◆ **WHAT THIS TASK INVOLVES**
The lines from the start of the records through the one containing "fn name(&self) -> &'static str;" are to be transcribed exactly, and nothing else.

[Collected data]
========================================================================

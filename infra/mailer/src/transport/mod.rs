mod mailersend;
mod preview;
mod smtp;

pub use mailersend::MailerSendTransport;
pub use preview::PreviewTransport;
pub use smtp::SmtpTransport;

use crate::error::MailError;
use crate::message::MailMessage;
use std::fmt::Debug;

/// A delivery backend in the dispatcher chain.
#[async_trait::async_trait]
pub trait MailTransport: Debug + Send + Sync {
    /// Short provider name reported back to callers (`smtp`, `mailersend`, `preview`).
    fn name(&self) -> &'static str;

    /// Hands `message` to the provider. The message has already been validated.
    async fn send(&self, message: &MailMessage) -> Result<(), MailError>;
}
use fxhash::FxHashSet;
use proc_macro2::{Span, TokenStream};
use quote::quote;
use syn::parse::Parser;
use syn::{Attribute, ItemFn, ItemStruct, LitBool, LitStr};

const DEFAULT_RENAME: &str = "camelCase";

#[derive(Default)]
struct ModelArgs {
    rename_all: Option<LitStr>,
    deny_unknown_fields: Option<bool>,
}

#[derive(Default)]
struct ExistingSerde {
    rename_all: Option<LitStr>,
    deny_unknown_fields: bool,
}

/// Expands `#[api_model]`: serde + schema derives, camelCase keys, strict fields by default.
pub fn expand_api_model(args: TokenStream, input: ItemStruct) -> TokenStream {
    match model_attrs(args, &input) {
        Ok(attrs) => quote! {
            #attrs
            #input
        },
        Err(err) => err.to_compile_error(),
    }
}

/// Expands `#[api_handler]` into a `utoipa::path` annotated handler.
pub fn expand_api_handler(args: TokenStream, input: ItemFn) -> TokenStream {
    let ItemFn { attrs, vis, sig, block } = input;

    quote! {
        #(#attrs)*
        #[allow(clippy::unused_async)]
        #[::utoipa::path(#args)]
        #vis #sig #block
    }
}

fn model_attrs(args: TokenStream, input: &ItemStruct) -> syn::Result<TokenStream> {
    let requested = parse_model_args(args)?;
    let existing = existing_serde(&input.attrs)?;
    let derives = derived_traits(&input.attrs);

    let wanted: Vec<TokenStream> = [
        ("Debug", quote! { Debug }),
        ("Serialize", quote! { ::serde::Serialize }),
        ("Deserialize", quote! { ::serde::Deserialize }),
        ("ToSchema", quote! { ::utoipa::ToSchema }),
    ]
    .into_iter()
    .filter(|(name, _)| !derives.contains(*name))
    .map(|(_, tokens)| tokens)
    .collect();
    let derive = if wanted.is_empty() { quote!() } else { quote! { #[derive(#(#wanted),*)] } };

    let rename = requested.rename_all.unwrap_or_else(|| LitStr::new(DEFAULT_RENAME, Span::call_site()));
    let rename_attr = match &existing.rename_all {
        Some(current) if current.value() != rename.value() => {
            return Err(syn::Error::new_spanned(
                current,
                "serde rename_all disagrees with api_model(rename_all = ..)",
            ));
        }
        Some(_) => quote!(),
        None => quote! { #[serde(rename_all = #rename)] },
    };

    let deny = requested.deny_unknown_fields.unwrap_or(true);
    let deny_attr = match (existing.deny_unknown_fields, deny) {
        (true, false) => {
            return Err(syn::Error::new_spanned(
                &input.ident,
                "serde(deny_unknown_fields) is already present; drop it to opt out",
            ));
        }
        (false, true) => quote! { #[serde(deny_unknown_fields)] },
        _ => quote!(),
    };

    Ok(quote! {
        #derive
        #rename_attr
        #deny_attr
    })
}

fn parse_model_args(args: TokenStream) -> syn::Result<ModelArgs> {
    let mut parsed = ModelArgs::default();
    let parser = syn::meta::parser(|meta| {
        if meta.path.is_ident("rename_all") {
            if parsed.rename_all.is_some() {
                return Err(meta.error("rename_all given twice"));
            }
            parsed.rename_all = Some(meta.value()?.parse::<LitStr>()?);
            Ok(())
        } else if meta.path.is_ident("deny_unknown_fields") {
            if parsed.deny_unknown_fields.is_some() {
                return Err(meta.error("deny_unknown_fields given twice"));
            }
            parsed.deny_unknown_fields = Some(meta.value()?.parse::<LitBool>()?.value);
            Ok(())
        } else {
            Err(meta.error("expected `rename_all` or `deny_unknown_fields`"))
        }
    });
    parser.parse2(args)?;
    Ok(parsed)
}

fn existing_serde(attrs: &[Attribute]) -> syn::Result<ExistingSerde> {
    let mut found = ExistingSerde::default();
    for attr in attrs.iter().filter(|a| a.path().is_ident("serde")) {
        attr.parse_nested_meta(|meta| {
            if meta.path.is_ident("rename_all") {
                found.rename_all = Some(meta.value()?.parse()?);
            } else if meta.path.is_ident("deny_unknown_fields") {
                found.deny_unknown_fields = true;
            } else if meta.input.peek(syn::Token![=]) {
                // Skip values of unrelated serde keys such as `default = ".."`.
                let _: syn::Expr = meta.value()?.parse()?;
            }
            Ok(())
        })?;
    }
    Ok(found)
}

fn derived_traits(attrs: &[Attribute]) -> FxHashSet<String> {
    let mut names = FxHashSet::default();
    for attr in attrs.iter().filter(|a| a.path().is_ident("derive")) {
        let _ = attr.parse_nested_meta(|meta| {
            if let Some(last) = meta.path.segments.last() {
                names.insert(last.ident.to_string());
            }
            Ok(())
        });
    }
    names
}
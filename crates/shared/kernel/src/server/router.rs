use super::error::ApiError;
use super::health;
use utoipa_axum::router::OpenApiRouter;
use utoipa_axum::routes;

pub fn system_router<S>() -> OpenApiRouter<S>
where
    S: Send + Sync + Clone + 'static,
{
    OpenApiRouter::<S>::new().routes(routes!(health::health_handler))
}

/// Fallback for unmatched paths.
pub async fn route_not_found() -> ApiError {
    ApiError::not_found("Route not found")
}
use crate::error::{IdentityError, IdentityErrorExt};
use chrono::Utc;
use jsonwebtoken::{Algorithm, DecodingKey, EncodingKey, Header, Validation, decode, encode};
use serde::{Deserialize, Serialize};
use tport_domain::config::AuthConfig;

/// Admin session claims.
#[derive(Debug, Clone, PartialEq, Eq, Serialize, Deserialize)]
pub struct Claims {
    pub sub: String,
    pub username: String,
    pub authenticated: bool,
    pub iat: i64,
    pub exp: i64,
    pub iss: String,
}

/// A freshly signed token and its lifetime in seconds.
#[derive(Debug, Clone)]
pub struct IssuedToken {
    pub token: String,
    pub ttl_seconds: i64,
}

/// Signs and verifies HS256 session tokens.
#[derive(Clone)]
pub struct TokenService {
    encoding: EncodingKey,
    decoding: DecodingKey,
    validation: Validation,
    issuer: String,
    ttl_seconds: i64,
}

impl TokenService {
    /// # Errors
    /// [`IdentityError::Config`] for an empty secret or a zero lifetime.
    pub fn new(secret: &str, issuer: &str, ttl_seconds: u64) -> Result<Self, IdentityError> {
        if secret.is_empty() {
            return Err(IdentityError::Config {
                message: "jwt_secret must not be empty".into(),
                context: None,
            });
        }
        let ttl_seconds = i64::try_from(ttl_seconds)
            .ok()
            .filter(|ttl| *ttl > 0)
            .ok_or_else(|| IdentityError::Config {
                message: format!("token_ttl_seconds must be positive, got {ttl_seconds}").into(),
                context: None,
            })?;

        let mut validation = Validation::new(Algorithm::HS256);
        validation.set_issuer(&[issuer]);
        validation.set_required_spec_claims(&["exp", "iss", "sub"]);
        validation.leeway = 0;

        Ok(Self {
            encoding: EncodingKey::from_secret(secret.as_bytes()),
            decoding: DecodingKey::from_secret(secret.as_bytes()),
            validation,
            issuer: issuer.to_owned(),
            ttl_seconds,
        })
    }

    /// # Errors
    /// See [`TokenService::new`].
    pub fn from_config(config: &AuthConfig) -> Result<Self, IdentityError> {
        Self::new(&config.jwt_secret, &config.issuer, config.token_ttl_seconds)
    }

    #[must_use]
    pub const fn ttl_seconds(&self) -> i64 {
        self.ttl_seconds
    }

    /// # Errors
    /// [`IdentityError::Token`] when signing fails.
    pub fn issue(&self, username: &str) -> Result<IssuedToken, IdentityError> {
        let iat = Utc::now().timestamp();
        self.sign(&Claims {
            sub: username.to_owned(),
            username: username.to_owned(),
            authenticated: true,
            iat,
            exp: iat + self.ttl_seconds,
            iss: self.issuer.clone(),
        })
        .map(|token| IssuedToken { token, ttl_seconds: self.ttl_seconds })
    }

    pub(crate) fn sign(&self, claims: &Claims) -> Result<String, IdentityError> {
        encode(&Header::new(Algorithm::HS256), claims, &self.encoding).context("Signing session token")
    }

    /// Checks signature, issuer and expiry.
    ///
    /// # Errors
    /// [`IdentityError::Token`] for any invalid token, [`IdentityError::Auth`] when the claims
    /// do not describe an authenticated session.
    pub fn verify(&self, token: &str) -> Result<Claims, IdentityError> {
        let claims = decode::<Claims>(token, &self.decoding, &self.validation)
            .context("Verifying session token")?
            .claims;
        if !claims.authenticated {
            return Err(IdentityError::Auth { message: "Invalid token".into(), context: None });
        }
        Ok(claims)
    }
}

impl std::fmt::Debug for TokenService {
    fn fmt(&self, f: &mut std::fmt::Formatter<'_>) -> std::fmt::Result {
        f.debug_struct("TokenService")
            .field("issuer", &self.issuer)
            .field("ttl_seconds", &self.ttl_seconds)
            .finish_non_exhaustive()
    }
}

#[cfg(test)]
mod tests {
    use super::*;

    fn service() -> TokenService {
        TokenService::new("test-secret", "tport", 3600).unwrap()
    }

    #[test]
    fn issued_token_verifies() {
        let issued = service().issue("Transportify-admin").unwrap();
        let claims = service().verify(&issued.token).unwrap();

        assert_eq!(claims.username, "Transportify-admin");
        assert_eq!(claims.sub, "Transportify-admin");
        assert!(claims.authenticated);
        assert_eq!(claims.exp - claims.iat, 3600);
        assert_eq!(issued.ttl_seconds, 3600);
    }

    #[test]
    fn expired_token_is_rejected() {
        let svc = service();
        let now = Utc::now().timestamp();
        let token = svc
            .sign(&Claims {
                sub: "admin".to_owned(),
                username: "admin".to_owned(),
                authenticated: true,
                iat: now - 120,
                exp: now - 60,
                iss: "tport".to_owned(),
            })
            .unwrap();

        assert!(matches!(svc.verify(&token), Err(IdentityError::Token { .. })));
    }

    #[test]
    fn foreign_secret_or_issuer_is_rejected() {
        let token = TokenService::new("other-secret", "tport", 60).unwrap().issue("admin").unwrap();
        assert!(service().verify(&token.token).is_err());

        let token = TokenService::new("test-secret", "someone-else", 60).unwrap().issue("admin").unwrap();
        assert!(service().verify(&token.token).is_err());
    }

    #[test]
    fn unauthenticated_claims_are_rejected() {
        let svc = service();
        let now = Utc::now().timestamp();
        let token = svc
            .sign(&Claims {
                sub: "admin".to_owned(),
                username: "admin".to_owned(),
                authenticated: false,
                iat: now,
                exp: now + 60,
                iss: "tport".to_owned(),
            })
            .unwrap();
        assert!(matches!(svc.verify(&token), Err(IdentityError::Auth { .. })));
    }

    #[test]
    fn rejects_unusable_settings() {
        assert!(TokenService::new("", "tport", 60).is_err());
        assert!(TokenService::new("secret", "tport", 0).is_err());
    }
}
use std::borrow::Cow;

/// Failures while installing the global subscriber.
#[tport_derive::tport_error]
pub enum LoggerError {
    #[error("Log file appender error{}: {source}", format_context(.context))]
    Appender { source: tracing_appender::rolling::InitError, context: Option<Cow<'static, str>> },

    /// A global subscriber is already installed in this process.
    #[error("Tracing subscriber error{}: {source}", format_context(.context))]
    Subscriber {
        source: tracing_subscriber::util::TryInitError,
        context: Option<Cow<'static, str>>,
    },

    #[error("Log directory error{}: {source}", format_context(.context))]
    Io { source: std::io::Error, context: Option<Cow<'static, str>> },

    #[error("Invalid logger configuration{}: {message}", format_context(.context))]
    InvalidConfiguration { message: Cow<'static, str>, context: Option<Cow<'static, str>> },

    #[error("Internal logger error{}: {message}", format_context(.context))]
    Internal { message: Cow<'static, str>, context: Option<Cow<'static, str>> },
}
use crate::Identity;
use crate::session::AdminSession;
use axum::Json;
use axum_extra::extract::CookieJar;
use axum_extra::extract::cookie::{Cookie, SameSite};
use tport_domain::constants::{SESSION_COOKIE, TAG_AUTH};
use tport_kernel::prelude::*;
use tracing::{info, instrument, warn};
use utoipa_axum::router::OpenApiRouter;
use utoipa_axum::routes;

#[api_model(deny_unknown_fields = false)]
pub struct LoginRequest {
    pub username: String,
    pub password: String,
}

#[api_model]
pub struct SessionUser {
    pub username: String,
}

#[api_model]
pub struct LoginResponse {
    pub user: SessionUser,
    /// Same JWT that is set in the `token` cookie
    pub token: String,
}

#[api_model]
pub struct CheckAuthResponse {
    pub authenticated: bool,
    #[serde(skip_serializing_if = "Option::is_none")]
    pub user: Option<SessionUser>,
    #[serde(skip_serializing_if = "Option::is_none")]
    pub reason: Option<String>,
}

pub fn router() -> OpenApiRouter<ApiState> {
    OpenApiRouter::new()
        .routes(routes!(login))
        .routes(routes!(logout))
        .routes(routes!(check_auth))
}

#[api_handler(
    post,
    path = "/admin/login",
    request_body = LoginRequest,
    responses(
        (status = OK, description = "Session cookie set", body = ApiResponse<LoginResponse>),
        (status = UNAUTHORIZED, description = "Invalid credentials", body = MessageResponse),
    ),
    tag = TAG_AUTH,
)]
#[instrument(skip_all, fields(username = %request.username))]
pub(crate) async fn login(
    Slice(identity): Slice<Identity>,
    jar: CookieJar,
    ApiJson(request): ApiJson<LoginRequest>,
) -> Result<(CookieJar, ApiResponse<LoginResponse>), ApiError> {
    if !identity.credentials.verify(&request.username, &request.password) {
        warn!("Rejected admin login");
        return Err(ApiError::unauthorized("Invalid credentials"));
    }

    let issued = identity.tokens.issue(&request.username)?;
    let cookie = Cookie::build((SESSION_COOKIE, issued.token.clone()))
        .http_only(true)
        .same_site(SameSite::Lax)
        .path("/")
        .max_age(time::Duration::seconds(issued.ttl_seconds))
        .secure(identity.cookie_secure);

    info!("Admin logged in");
    let body = LoginResponse { user: SessionUser { username: request.username }, token: issued.token };
    Ok((jar.add(cookie), ApiResponse::ok(body).with_message("Login successful")))
}

#[api_handler(
    post,
    path = "/admin/logout",
    responses((status = OK, description = "Session cookie cleared", body = MessageResponse)),
    tag = TAG_AUTH,
)]
pub(crate) async fn logout(jar: CookieJar) -> (CookieJar, ApiResponse<()>) {
    (jar.remove(Cookie::build(SESSION_COOKIE).path("/")), ApiResponse::success("Logout successful"))
}

#[api_handler(
    get,
    path = "/admin/check-auth",
    responses((status = OK, description = "Session state, never an error", body = CheckAuthResponse)),
    tag = TAG_AUTH,
)]
pub(crate) async fn check_auth(session: Result<AdminSession, ApiError>) -> Json<CheckAuthResponse> {
    Json(match session {
        Ok(session) => CheckAuthResponse {
            authenticated: true,
            user: Some(SessionUser { username: session.username }),
            reason: None,
        },
        Err(err) => CheckAuthResponse {
            authenticated: false,
            user: None,
            reason: Some(err.public_message().to_owned()),
        },
    })
}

========================================================================

◆ **RESPONSE TO THE TASK**
filename infra/mailer/src/transport/mod.rs
mod mailersend;
mod preview;
mod smtp;

pub use mailersend::MailerSendTransport;
pub use preview::PreviewTransport;
pub use smtp::SmtpTransport;

use crate::error::MailError;
use crate::message::MailMessage;
use std::fmt::Debug;

/// A delivery backend in the dispatcher chain.
#[async_trait::async_trait]
pub trait MailTransport: Debug + Send + Sync {
    /// Short provider name reported back to callers (`smtp`, `mailersend`, `preview`).
    fn name(&self) -> &'static str;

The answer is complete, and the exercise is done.